Pointing to the raw export of oil and manganese, the president highlighted a major economic absurdity: “Exporting raw materials means exporting our jobs.”

Three pillars of a new economic era

To correct this trajectory and build a strong, job-creating economy, the president’s strategy rests on three fundamental pillars:

  1. Systematic industrialisation through local processing of raw materials.
  2. Economic diversification, with a strong focus on agriculture and services.
  3. Improving the business climate to create an attractive environment for investment.

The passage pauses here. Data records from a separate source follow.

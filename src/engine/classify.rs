//! Display classifier — assigns every frame a render tier.

use crate::types::DisplayTier;

/// While any frame is still loading, every inactive frame stays staged so the
/// first time it becomes active it is already decoded and mounted.
pub fn classify(active_index: usize, frame_index: usize, still_loading: bool) -> DisplayTier {
    if frame_index == active_index {
        DisplayTier::Active
    } else if still_loading {
        DisplayTier::Staged
    } else {
        DisplayTier::Hidden
    }
}

/// Steps between two frames going the short way around the ring.
///
/// This wraps at the seam, so frame 0 and the last frame are neighbours. A
/// plain `|a - b|` would leave frames across the seam hidden even though one
/// drag step reaches them.
pub fn ring_distance(a: usize, b: usize, frame_count: usize) -> usize {
    let d = a.abs_diff(b) % frame_count;
    d.min(frame_count - d)
}

/// Tiers for the whole ring. With a `stage_radius`, frames that close to the
/// active one stay staged after loading completes.
pub fn classify_ring(
    active_index: usize,
    frame_count: usize,
    still_loading: bool,
    stage_radius: Option<usize>,
) -> Vec<DisplayTier> {
    (0..frame_count)
        .map(|i| match classify(active_index, i, still_loading) {
            DisplayTier::Hidden
                if stage_radius
                    .is_some_and(|r| ring_distance(active_index, i, frame_count) <= r) =>
            {
                DisplayTier::Staged
            }
            tier => tier,
        })
        .collect()
}
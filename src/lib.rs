//! Drag-to-spin viewer over a fixed ring of pre-rendered frames.
//!
//! - [`engine`]: rotation, input tracking, progressive loading, classification
//! - [`assets`]: frame locations and background fetching
//! - [`renderer`]: frame rasterization for the terminal
//! - [`player`]: the interactive terminal front end

pub mod assets;
pub mod config;
pub mod engine;
pub mod menubar;
pub mod player;
pub mod renderer;
pub mod types;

The PNCD 2026-2030: The recovery tool

This vision is materialised through an ambitious programme: the National Growth and Development Plan (PNCD) 2026-2030. This action plan aims to boost the country’s growth rate to an unprecedented level of between 6% and 7%.

The PNCD targets strategic and promising sectors: manganese processing, development of poultry and cattle farming, expansion of digital services, and valorisation of Gabon’s forest wealth on carbon markets.

“Gabon has the resources. What was lacking was governance. We have restored it,” stated Brice Clotaire Oligui Nguema.

By linking economic ambition with the return of rigorous governance, the president intends to position Gabon among the most dynamic nations on the continent by 2030.